Philosophy for Treatment of High-Pressure Natural Gas Pipelines at Active Fault Crossingsby Jeffrey R. Keaton, Sergent, Hauskins & Beckwith, Geotechnical Engineers, Salt Lake City, United States,
Robert M. Robison, Sergent, Hauskins & Beckwith, Geotechnical Engineers, Salt Lake City, United States,
George H. Beckwith, Sergent, Hauskins & Beckwith, Geotechnical Engineers, Salt Lake City, United States,
David B. Slemmons, Sergent, Hauskins & Beckwith, Geotechnical Engineers, Salt Lake City, United States,
Abstract: Natural gas from fields in the overthrust belt of southwest Wyoming will be collected and transported to Southern California.
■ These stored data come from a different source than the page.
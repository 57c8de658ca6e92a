use crate::error::TypesError;
use std::fmt;
use std::str::FromStr;

/// 20-byte holder address.
/// Display format: Bech32m with "tally" human-readable prefix.
///
/// The all-zero address is the null address: it never holds weight and
/// is never a valid payout recipient.
#[derive(Clone, Copy, PartialEq, Eq, PartialOrd, Ord, Hash, Default)]
pub struct Address([u8; 20]);

impl Address {
    pub const ZERO: Self = Self([0u8; 20]);
    pub const LEN: usize = 20;

    /// Bech32m human-readable prefix
    pub const BECH32_HRP: &'static str = "tally";

    pub const fn from_bytes(bytes: [u8; 20]) -> Self {
        Self(bytes)
    }

    pub const fn as_bytes(&self) -> &[u8; 20] {
        &self.0
    }

    /// Create from a byte slice
    pub fn from_slice(slice: &[u8]) -> Result<Self, TypesError> {
        if slice.len() != Self::LEN {
            return Err(TypesError::InvalidAddressLength(slice.len()));
        }
        let mut bytes = [0u8; 20];
        bytes.copy_from_slice(slice);
        Ok(Self(bytes))
    }

    /// Check if this is the null address
    pub fn is_zero(&self) -> bool {
        self == &Self::ZERO
    }
}

impl fmt::Display for Address {
    fn fmt(&self, f: &mut fmt::Formatter<'_>) -> fmt::Result {
        let hrp = bech32::Hrp::parse_unchecked(Self::BECH32_HRP);
        match bech32::encode::<bech32::Bech32m>(hrp, &self.0) {
            Ok(encoded) => write!(f, "{}", encoded),
            Err(_) => Err(fmt::Error),
        }
    }
}

impl fmt::Debug for Address {
    fn fmt(&self, f: &mut fmt::Formatter<'_>) -> fmt::Result {
        write!(f, "Address(0x{})", hex::encode(self.0))
    }
}

impl fmt::LowerHex for Address {
    fn fmt(&self, f: &mut fmt::Formatter<'_>) -> fmt::Result {
        write!(f, "0x{}", hex::encode(self.0))
    }
}

impl FromStr for Address {
    type Err = TypesError;

    fn from_str(s: &str) -> Result<Self, Self::Err> {
        // Bech32m ("tally1...") or hex ("0x...")
        if s.starts_with("tally1") {
            let (hrp, data) = bech32::decode(s).map_err(|e| TypesError::Bech32Error(e.to_string()))?;

            let expected_hrp = bech32::Hrp::parse_unchecked(Self::BECH32_HRP);
            if hrp != expected_hrp {
                return Err(TypesError::InvalidAddressFormat(format!(
                    "Invalid HRP: expected '{}', got '{}'",
                    Self::BECH32_HRP,
                    hrp
                )));
            }

            Self::from_slice(&data)
        } else if let Some(stripped) = s.strip_prefix("0x").or_else(|| s.strip_prefix("0X")) {
            let bytes = hex::decode(stripped)?;
            Self::from_slice(&bytes)
        } else {
            Err(TypesError::InvalidAddressFormat(s.to_string()))
        }
    }
}

impl AsRef<[u8]> for Address {
    fn as_ref(&self) -> &[u8] {
        &self.0
    }
}
use tally_types::{Address, Amount};
use thiserror::Error;

/// Errors that can occur in governance operations.
///
/// Every variant is a rejection of a single operation; the ledger is left
/// exactly as it was before the call.
#[derive(Debug, Error, Clone, PartialEq)]
pub enum GovernanceError {
    #[error("Unauthorized: {0} holds no voting weight")]
    Unauthorized(Address),

    #[error("Invalid amount: proposals must request a positive amount")]
    InvalidAmount,

    #[error("Invalid recipient: the null address cannot receive funds")]
    InvalidRecipient,

    #[error("Invalid metadata: {0}")]
    InvalidMetadata(String),

    #[error("Proposal not found: {0}")]
    NotFound(u64),

    #[error("Already voted on proposal {id}: {voter}")]
    AlreadyVoted { id: u64, voter: Address },

    #[error("Proposal {0} already finalized")]
    AlreadyFinalized(u64),

    #[error("Proposal {0} already cancelled")]
    AlreadyCancelled(u64),

    #[error("Quorum not reached: {actual} < {required}")]
    QuorumNotReached { actual: i128, required: Amount },

    #[error("Insufficient funds: {available} available, {required} required")]
    InsufficientFunds { available: Amount, required: Amount },

    #[error("Transfer failed: {0}")]
    TransferFailed(String),

    #[error("Arithmetic overflow in {0}")]
    Overflow(&'static str),

    #[error("Invalid configuration: {0}")]
    InvalidConfig(String),

    #[error("Corrupt event log: {0}")]
    CorruptEventLog(String),

    #[error("Storage error: {0}")]
    Storage(String),
}

impl From<std::io::Error> for GovernanceError {
    fn from(e: std::io::Error) -> Self {
        GovernanceError::Storage(e.to_string())
    }
}

impl From<serde_json::Error> for GovernanceError {
    fn from(e: serde_json::Error) -> Self {
        GovernanceError::Storage(e.to_string())
    }
}
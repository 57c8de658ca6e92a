//! Output formatting utilities.

use colored::Colorize;
use tabled::{Table, Tabled};
use tally_governance::{Address, EventRecord, Proposal};
use crate::scenario::{Outcome, Step};

/// Format address (short version).
pub fn format_address_short(addr: &Address) -> String {
    let s = format!("{:x}", addr);
    if s.len() > 12 {
        format!("{}...{}", &s[..8], &s[s.len() - 6..])
    } else {
        s
    }
}

/// Print success message.
pub fn print_success(msg: &str) {
    println!("{}", format!("✓ {}", msg).green());
}

/// Print error message.
pub fn print_error(msg: &str) {
    eprintln!("{}", format!("✗ {}", msg).red());
}

/// Print info message.
pub fn print_info(msg: &str) {
    println!("{}", format!("ℹ {}", msg).blue());
}

/// Print one scenario step and what happened.
pub fn print_outcome(index: usize, step: &Step, outcome: &Outcome) {
    let label = format!("[{:>3}] {}", index + 1, step.label());
    match outcome {
        Outcome::Ok => print_success(&label),
        Outcome::Proposed(id) => print_success(&format!("{} -> #{}", label, id)),
        Outcome::Balance(balance) => print_success(&format!("{} -> treasury {}", label, balance)),
        Outcome::Rejected(err) => println!("{}", format!("✗ {}: {}", label, err).yellow()),
    }
}

#[derive(Tabled)]
struct ProposalRow {
    #[tabled(rename = "ID")]
    id: u64,
    #[tabled(rename = "Name")]
    name: String,
    #[tabled(rename = "Amount")]
    amount: String,
    #[tabled(rename = "Recipient")]
    recipient: String,
    #[tabled(rename = "For")]
    positive: String,
    #[tabled(rename = "Against")]
    negative: String,
    #[tabled(rename = "Net")]
    net: i128,
    #[tabled(rename = "Status")]
    status: String,
}

/// Render proposals as a table.
pub fn proposal_table<'a>(proposals: impl Iterator<Item = &'a Proposal>) -> String {
    let rows: Vec<ProposalRow> = proposals
        .map(|p| ProposalRow {
            id: p.id,
            name: p.name.clone(),
            amount: p.amount.to_string(),
            recipient: format_address_short(&p.recipient),
            positive: p.positive_weight.to_string(),
            negative: p.negative_weight.to_string(),
            net: p.net_votes,
            status: format!("{:?}", p.status()),
        })
        .collect();
    Table::new(rows).to_string()
}

/// Events as JSON lines.
pub fn print_events_json(events: &[EventRecord]) -> anyhow::Result<()> {
    for record in events {
        println!("{}", serde_json::to_string(record)?);
    }
    Ok(())
}
//! CLI configuration.
//!
//! Handles loading and validation of the ledger and logging settings from
//! a TOML file.

use serde::{Deserialize, Serialize};
use std::path::{Path, PathBuf};
use tally_governance::LedgerConfig;

/// Top-level configuration file.
#[derive(Debug, Clone, Default, Serialize, Deserialize)]
pub struct TallyConfig {
    /// Ledger construction parameters
    pub ledger: LedgerConfig,
    /// Logging configuration
    #[serde(default)]
    pub logging: LoggingConfig,
}

impl TallyConfig {
    /// Load configuration from file.
    pub fn from_file(path: &Path) -> anyhow::Result<Self> {
        let contents = std::fs::read_to_string(path)
            .map_err(|e| anyhow::anyhow!("Failed to read config file '{}': {}", path.display(), e))?;
        let config: TallyConfig = toml::from_str(&contents)
            .map_err(|e| anyhow::anyhow!("Failed to parse config file '{}': {}", path.display(), e))?;
        Ok(config)
    }

    /// Save configuration to file.
    pub fn to_file(&self, path: &Path) -> anyhow::Result<()> {
        let contents = toml::to_string_pretty(self)?;
        std::fs::write(path, contents)
            .map_err(|e| anyhow::anyhow!("Failed to write config file '{}': {}", path.display(), e))?;
        Ok(())
    }

    /// Validate configuration.
    pub fn validate(&self) -> anyhow::Result<()> {
        self.ledger.validate()?;

        if self.logging.level.trim().is_empty() {
            anyhow::bail!("Log level cannot be empty");
        }

        Ok(())
    }
}

/// Log output format.
#[derive(Debug, Clone, Copy, PartialEq, Eq, Default, Serialize, Deserialize, clap::ValueEnum)]
#[serde(rename_all = "lowercase")]
pub enum LogFormat {
    #[default]
    Pretty,
    Json,
}

/// Logging configuration.
#[derive(Debug, Clone, Serialize, Deserialize)]
pub struct LoggingConfig {
    /// Log level or EnvFilter directive
    pub level: String,
    /// Log to file instead of stderr
    pub log_file: Option<PathBuf>,
    pub format: LogFormat,
}

impl Default for LoggingConfig {
    fn default() -> Self {
        Self {
            level: "info".to_string(),
            log_file: None,
            format: LogFormat::Pretty,
        }
    }
}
The proposed Kern River Pipeline will transport gas to Daggett, California, to connect with the proposed Mojave Pipeline which will transport Mid-Continent gas to Bakersfield, California. The Kern River Pipeline has a planned operating pressure of 8.274 MPa (1200 psi). The gas will be used to generate steam for secondary and tertiary oil recovery; burning gas to generate steam is environmentally and economically preferable to burning oil. The Kern River Pipeline crosses the Basin and Range Seismotectonic Province of North America and enters the Mojave Desert of California. The Basin and Range Province is characterized by isolated mountain ranges bounded by active normal faults. The Mojave Desert is characterized by active northwest-trending right-lateral and east-northeast-trending left-lateral strike-slip faults. Anticipated coseismic fault offset at the ground surface ranges from 1.5 to 3 m (5 to 10 ft). A philosophy for treatment was developed which was intended to provide public safety from possible hazards associated with fault rupture of the pipeline, to protect the owner from loss of pipeline function, and to comply with federal mitigation requirements. This philosophy was based on the (1) age of the most recent offset on the fault, (2) recurrence interval for fault offset, and (3) proximity to population. Proximity to population was determined by the U.S. Department of Transportation (DOT) classification system. Design treatments consisted of maintaining relatively straight, unanchored lengths of about 200 pipe diameters (180 m [600 ft] on each side of the fault traces, configuring the construction ditch to distribute stresses and strains, and specifying the ditch backfill to soften the p-y curve. Active normal faults were crossed in construction trenches deepened on the footwall block; active strike-slip faults were crossed in widened construction ditches. The dimensions of the ditch configurations were developed with the aid of a finite element stress analysis program.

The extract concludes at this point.